### [Directions for this task]
Below are several records. Retype exactly those lines running from the one with "for the synthetic provider" through the one with "if let Some(assets)", end lines included, and no others.

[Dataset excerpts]
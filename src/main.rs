use anyhow::Context;
use clap::{Parser, ValueEnum};
use sharpe_frontier::config::{SimulationConfig, init_cpu_parallelism, parse_asset_list};
use sharpe_frontier::export::{write_returns_csv, write_trials_csv};
use sharpe_frontier::logging::init_logging;
use sharpe_frontier::market_data::{CsvPriceProvider, PriceHistoryProvider};
use sharpe_frontier::report::{OptimalPortfolioReport, write_frontier_html};
use sharpe_frontier::statistics::{ReturnSeries, Statistics};
use sharpe_frontier::synthetic::{SyntheticModel, SyntheticPriceProvider};
use std::path::PathBuf;
use tracing::{info, warn};

#[derive(Debug, Clone, Copy, PartialEq, Eq, ValueEnum)]
enum ProviderChoice {
    Csv,
    Synthetic,
    Yahoo,
}

#[derive(Parser, Debug)]
#[command(author, version, about = "Monte Carlo max-Sharpe portfolio search", long_about = None)]
struct Args {
    /// JSON configuration file; CLI flags take precedence over it
    #[arg(long)]
    config: Option<PathBuf>,

    /// Comma-separated assets, `label=ticker` or `ticker`
    #[arg(long)]
    assets: Option<String>,

    /// History window: <n>d, <n>mo, <n>y or max
    #[arg(long)]
    lookback: Option<String>,

    #[arg(long)]
    trials: Option<usize>,

    /// Annual risk-free rate as a fraction (0.01 = 1%)
    #[arg(long)]
    risk_free_rate: Option<f64>,

    #[arg(long)]
    trading_days: Option<f64>,

    #[arg(long)]
    seed: Option<u64>,

    /// Where prices come from
    #[arg(long, value_enum, default_value_t = ProviderChoice::Csv)]
    provider: ProviderChoice,

    /// Price CSV for the csv provider
    #[arg(long, default_value = "prices.csv")]
    prices: PathBuf,

    /// Factors for the synthetic provider
    #[arg(long, default_value_t = 3)]
    synthetic_factors: usize,

    /// Trading days generated by the synthetic provider
    #[arg(long, default_value_t = 1260)]
    synthetic_periods: usize,

    /// Force single-threaded sampling
    #[arg(long)]
    sequential: bool,

    /// Sample in parallel chunks
    #[arg(long, conflicts_with = "sequential")]
    parallel: bool,

    #[arg(long)]
    threads: Option<usize>,

    /// Write daily log returns here
    #[arg(long)]
    export_returns: Option<PathBuf>,

    /// Write every trial here
    #[arg(long)]
    export_trials: Option<PathBuf>,

    #[arg(long, default_value = "plots/efficient_frontier.html")]
    plot: PathBuf,

    #[arg(long)]
    no_plot: bool,

    /// bincode snapshot of the full run
    #[arg(long)]
    snapshot: Option<PathBuf>,

    /// Print the report as JSON
    #[arg(long)]
    json: bool,
}

impl Args {
    fn apply(&self, config: &mut SimulationConfig) -> anyhow::Result<()> {
        if let Some(assets) = &self.assets {
            config.assets = parse_asset_list(assets)?;
        }
        if let Some(lookback) = &self.lookback {
            config.lookback = lookback.clone();
        }
        if let Some(trials) = self.trials {
            config.trial_count = trials;
        }
        if let Some(rf) = self.risk_free_rate {
            config.risk_free_rate = rf;
        }
        if let Some(days) = self.trading_days {
            config.trading_days_per_year = days;
        }
        if self.seed.is_some() {
            config.seed = self.seed;
        }
        if let Some(threads) = self.threads {
            config.threads = threads;
        }
        if self.parallel {
            config.parallel = true;
        }
        if self.sequential {
            config.parallel = false;
        }
        config.validate()?;
        Ok(())
    }

    fn provider(&self, config: &SimulationConfig) -> anyhow::Result<Box<dyn PriceHistoryProvider>> {
        let provider: Box<dyn PriceHistoryProvider> = match self.provider {
            ProviderChoice::Csv => Box::new(CsvPriceProvider::new(&self.prices)),
            ProviderChoice::Synthetic => Box::new(SyntheticPriceProvider::new(
                SyntheticModel::FactorModel {
                    number_of_factors: self.synthetic_factors,
                },
                self.synthetic_periods,
                config.seed,
            )),
            #[cfg(feature = "yahoo")]
            ProviderChoice::Yahoo => Box::new(sharpe_frontier::yahoo::YahooPriceProvider::new()?),
            #[cfg(not(feature = "yahoo"))]
            ProviderChoice::Yahoo => {
                anyhow::bail!("--provider yahoo needs a binary built with `--features yahoo`")
            }
        };
        Ok(provider)
    }
}

fn main() -> anyhow::Result<()> {
    init_logging();
    let args = Args::parse();

    let mut config = SimulationConfig::load(args.config.as_deref()).context("loading configuration")?;
    args.apply(&mut config)?;
    if config.parallel {
        init_cpu_parallelism(config.threads);
    }

    let assets = config.asset_set()?;
    let lookback = config.lookback()?;
    let provider = args.provider(&config)?;
    info!(
        "fetching {} assets from {} (lookback {})",
        assets.len(),
        provider.name(),
        lookback
    );
    let prices = provider
        .fetch(&assets, &lookback)
        .with_context(|| format!("fetching prices from {}", provider.name()))?;

    let returns = ReturnSeries::from_asset_prices(&prices, &assets)?;
    if let Some(path) = &args.export_returns {
        write_returns_csv(&returns, &assets, path)?;
    }
    for (asset, summary) in assets.iter().zip(returns.describe()) {
        info!(
            "{}: n={} mean={:.6} std={:.6} min={:.6} max={:.6}",
            asset.label, summary.count, summary.mean, summary.std, summary.min, summary.max
        );
    }

    let statistics = Statistics::from_returns(&returns, config.trading_days_per_year)?;
    for (asset, (mean, volatility)) in assets
        .iter()
        .zip(statistics.mean().iter().zip(statistics.annualized_volatility()))
    {
        info!(
            "{}: annualized return {:.2}% volatility {:.2}%",
            asset.label,
            mean * 100.0,
            volatility * 100.0
        );
    }
    let run = config.optimizer().run(&statistics)?;

    let report = OptimalPortfolioReport::from_run(&run, &assets, config.weight_decimals)?;
    if args.json {
        println!("{}", report.to_json()?);
    } else {
        println!("{report}");
    }

    if let Some(path) = &args.export_trials {
        write_trials_csv(&run, &assets, path)?;
    }
    if !args.no_plot {
        if let Err(e) = write_frontier_html(&run, &args.plot) {
            warn!("could not write plot to {}: {}", args.plot.display(), e);
        }
    }
    if let Some(path) = &args.snapshot {
        run.save(path)?;
        info!("saved run snapshot (seed {}) to {}", run.seed(), path.display());
    }
    Ok(())
}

### [Written solution]
    /// Factors for the synthetic provider
    #[arg(long, default_value_t = 3)]
    synthetic_factors: usize,

    /// Trading days generated by the synthetic provider
    #[arg(long, default_value_t = 1260)]
    synthetic_periods: usize,

    /// Force single-threaded sampling
    #[arg(long)]
    sequential: bool,

    /// Sample in parallel chunks
    #[arg(long, conflicts_with = "sequential")]
    parallel: bool,

    #[arg(long)]
    threads: Option<usize>,

    /// Write daily log returns here
    #[arg(long)]
    export_returns: Option<PathBuf>,

    /// Write every trial here
    #[arg(long)]
    export_trials: Option<PathBuf>,

    #[arg(long, default_value = "plots/efficient_frontier.html")]
    plot: PathBuf,

    #[arg(long)]
    no_plot: bool,

    /// bincode snapshot of the full run
    #[arg(long)]
    snapshot: Option<PathBuf>,

    /// Print the report as JSON
    #[arg(long)]
    json: bool,
}

impl Args {
    fn apply(&self, config: &mut SimulationConfig) -> anyhow::Result<()> {
        if let Some(assets) = &self.assets {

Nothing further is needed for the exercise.